**What to do**. Copy all lines below containing "must".
** Opening Supplied material block **
//! # CDN Updater Configuration
//!
//! Provides configuration management for one reconciliation run.
//!
//! ## Overview
//!
//! The configuration system uses a builder pattern to construct a `CdnConfig`
//! holding everything the updater needs: where the catalog database lives,
//! which object store to publish to and with which credentials, and where
//! asset files are read from. Validation is fail-fast: an invalid or
//! incomplete configuration is rejected before any task is touched.
//!
//! ## Sources
//!
//! Settings are layered, later layers winning:
//!
//! 1. Built-in defaults (lock file location)
//! 2. An optional TOML file ([`ConfigFile`])
//! 3. Explicit builder calls (the CLI maps flags and `CDN_*` environment
//!    variables onto these)
//!
//! ## Usage
//!
//! ```ignore
//! use core_runtime::config::CdnConfig;
//!
//! let config = CdnConfig::builder()
//!     .database_dsn("sqlite:/var/lib/media/catalog.db")
//!     .bucket("media-cdn")
//!     .credentials("AKIA...", "secret")
//!     .source_dir("/var/lib/media/files")
//!     .build()?;
//! ```
//!
//! ## File Format
//!
//! ```toml
//! source_dir = "/var/lib/media/files"
//! lock_file = "/run/cdn-updater.lock"
//!
//! [database]
//! dsn = "sqlite:/var/lib/media/catalog.db"
//!
//! [storage]
//! bucket = "media-cdn"
//! access_key = "AKIA..."
//! secret = "..."
//! region = "eu-west-1"
//! ```

use crate::error::{Error, Result};
use serde::Deserialize;
use std::path::{Path, PathBuf};

/// Suffix of the default lock file, which sits next to the catalog database
pub const DEFAULT_LOCK_FILE_SUFFIX: &str = ".cdn-updater.lock";

/// Lock file name used when the catalog has no database file
pub const DEFAULT_LOCK_FILE_NAME: &str = "cdn-updater.lock";

/// Where remote objects are published
#[derive(Clone, PartialEq, Eq)]
pub enum StorageTarget {
    /// Amazon S3 or an S3-compatible service
    S3(S3Target),
    /// A local directory standing in for the bucket
    Mirror { root: PathBuf },
}

/// S3 connection settings
#[derive(Clone, Default, PartialEq, Eq)]
pub struct S3Target {
    pub bucket: String,
    pub region: Option<String>,
    pub endpoint: Option<String>,
    pub access_key: Option<String>,
    pub secret: Option<String>,
    pub key_prefix: Option<String>,
}

impl std::fmt::Debug for S3Target {
    fn fmt(&self, f: &mut std::fmt::Formatter<'_>) -> std::fmt::Result {
        f.debug_struct("S3Target")
            .field("bucket", &self.bucket)
            .field("region", &self.region)
            .field("endpoint", &self.endpoint)
            .field("access_key", &self.access_key.as_ref().map(|_| "[REDACTED]"))
            .field("secret", &self.secret.as_ref().map(|_| "[REDACTED]"))
            .field("key_prefix", &self.key_prefix)
            .finish()
    }
}

impl std::fmt::Debug for StorageTarget {
    fn fmt(&self, f: &mut std::fmt::Formatter<'_>) -> std::fmt::Result {
        match self {
            Self::S3(target) => f.debug_tuple("S3").field(target).finish(),
            Self::Mirror { root } => f.debug_struct("Mirror").field("root", root).finish(),
        }
    }
}

/// Configuration for one CDN updater run.
///
/// Use [`CdnConfigBuilder`] to construct instances.
#[derive(Debug, Clone, PartialEq, Eq)]
pub struct CdnConfig {
    /// Catalog database connection target (`sqlite:` URL or file path)
    pub database_dsn: String,

    /// Remote object store to publish to
    pub storage: StorageTarget,

    /// Local root that asset files are resolved against
    pub source_dir: PathBuf,

    /// File used for single-instance locking
    pub lock_file: PathBuf,
}

impl CdnConfig {
    /// Creates a new builder for constructing a `CdnConfig`.
    pub fn builder() -> CdnConfigBuilder {
        CdnConfigBuilder::default()
    }

    /// Validates the configuration and returns an error if invalid.
    ///
    /// This checks:
    /// - Database DSN is not blank and names a SQLite database
    /// - Source and lock paths are not empty
    /// - S3 bucket is not blank and credentials are given as a pair
    pub fn validate(&self) -> Result<()> {
        if self.database_dsn.trim().is_empty() {
            return Err(Error::Config("Database DSN cannot be empty".to_string()));
        }

        if let Some(scheme) = dsn_scheme(&self.database_dsn) {
            if scheme != "sqlite" {
                return Err(Error::Config(format!(
                    "Unsupported database scheme '{scheme}': only sqlite is supported"
                )));
            }
        }

        if self.source_dir.as_os_str().is_empty() {
            return Err(Error::Config("Source directory cannot be empty".to_string()));
        }

        if self.lock_file.as_os_str().is_empty() {
            return Err(Error::Config("Lock file path cannot be empty".to_string()));
        }

        match &self.storage {
            StorageTarget::S3(target) => {
                if target.bucket.trim().is_empty() {
                    return Err(Error::Config("Storage bucket cannot be empty".to_string()));
                }

                if target.bucket.contains('/') {
                    return Err(Error::Config(format!(
                        "Storage bucket must be a bucket name, not a path: {}",
                        target.bucket
                    )));
                }

                match (&target.access_key, &target.secret) {
                    (Some(_), None) | (None, Some(_)) => {
                        return Err(Error::Config(
                            "Storage access key and secret must be provided together"
                                .to_string(),
                        ));
                    }
                    (Some(key), Some(secret)) if key.is_empty() || secret.is_empty() => {
                        return Err(Error::Config(
                            "Storage access key and secret cannot be empty".to_string(),
                        ));
                    }
                    _ => {}
                }
            }
            StorageTarget::Mirror { root } => {
                if root.as_os_str().is_empty() {
                    return Err(Error::Config(
                        "Mirror directory cannot be empty".to_string(),
                    ));
                }
            }
        }

        Ok(())
    }

    /// Normalised SQLite URL for the catalog database
    ///
    /// Plain file paths are turned into `sqlite:` URLs; `sqlite:` URLs are
    /// passed through. Other schemes are refused by [`CdnConfig::validate`].
    pub fn database_url(&self) -> String {
        let dsn = self.database_dsn.trim();
        if dsn.starts_with("sqlite:") {
            dsn.to_string()
        } else {
            format!("sqlite:{}", dsn)
        }
    }
}

/// On-disk configuration file.
///
/// Every field is optional; whatever is present is layered under explicit
/// builder calls.
#[derive(Debug, Clone, Default, Deserialize, PartialEq, Eq)]
#[serde(deny_unknown_fields)]
pub struct ConfigFile {
    pub source_dir: Option<PathBuf>,
    pub lock_file: Option<PathBuf>,
    #[serde(default)]
    pub database: DatabaseSection,
    #[serde(default)]
    pub storage: StorageSection,
}

#[derive(Debug, Clone, Default, Deserialize, PartialEq, Eq)]
#[serde(deny_unknown_fields)]
pub struct DatabaseSection {
    pub dsn: Option<String>,
}

#[derive(Clone, Default, Deserialize, PartialEq, Eq)]
#[serde(deny_unknown_fields)]
pub struct StorageSection {
    pub bucket: Option<String>,
    pub access_key: Option<String>,
    pub secret: Option<String>,
    pub region: Option<String>,
    pub endpoint: Option<String>,
    pub key_prefix: Option<String>,
    pub mirror_dir: Option<PathBuf>,
}

impl std::fmt::Debug for StorageSection {
    fn fmt(&self, f: &mut std::fmt::Formatter<'_>) -> std::fmt::Result {
        f.debug_struct("StorageSection")
            .field("bucket", &self.bucket)
            .field("access_key", &self.access_key.as_ref().map(|_| "[REDACTED]"))
            .field("secret", &self.secret.as_ref().map(|_| "[REDACTED]"))
            .field("region", &self.region)
            .field("endpoint", &self.endpoint)
            .field("key_prefix", &self.key_prefix)
            .field("mirror_dir", &self.mirror_dir)
            .finish()
    }
}

impl ConfigFile {
    /// Parse a configuration file from TOML text
    pub fn parse(source: &str, origin: &Path) -> Result<Self> {
        toml::from_str(source).map_err(|e| Error::ConfigParse {
            path: origin.display().to_string(),
            message: e.to_string(),
        })
    }

    /// Read and parse a configuration file
    pub fn load(path: &Path) -> Result<Self> {
        let source = std::fs::read_to_string(path).map_err(|e| Error::ConfigFile {
            path: path.display().to_string(),
            source: e,
        })?;
        Self::parse(&source, path)
    }
}

/// Builder for constructing [`CdnConfig`] instances.
#[derive(Default, Clone)]
pub struct CdnConfigBuilder {
    database_dsn: Option<String>,
    bucket: Option<String>,
    access_key: Option<String>,
    secret: Option<String>,
    region: Option<String>,
    endpoint: Option<String>,
    key_prefix: Option<String>,
    mirror_dir: Option<PathBuf>,
    source_dir: Option<PathBuf>,
    lock_file: Option<PathBuf>,
}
** Closing Supplied material block **
**Written answer**.
                        "Storage bucket must be a bucket name, not a path: {}",
                            "Storage access key and secret must be provided together"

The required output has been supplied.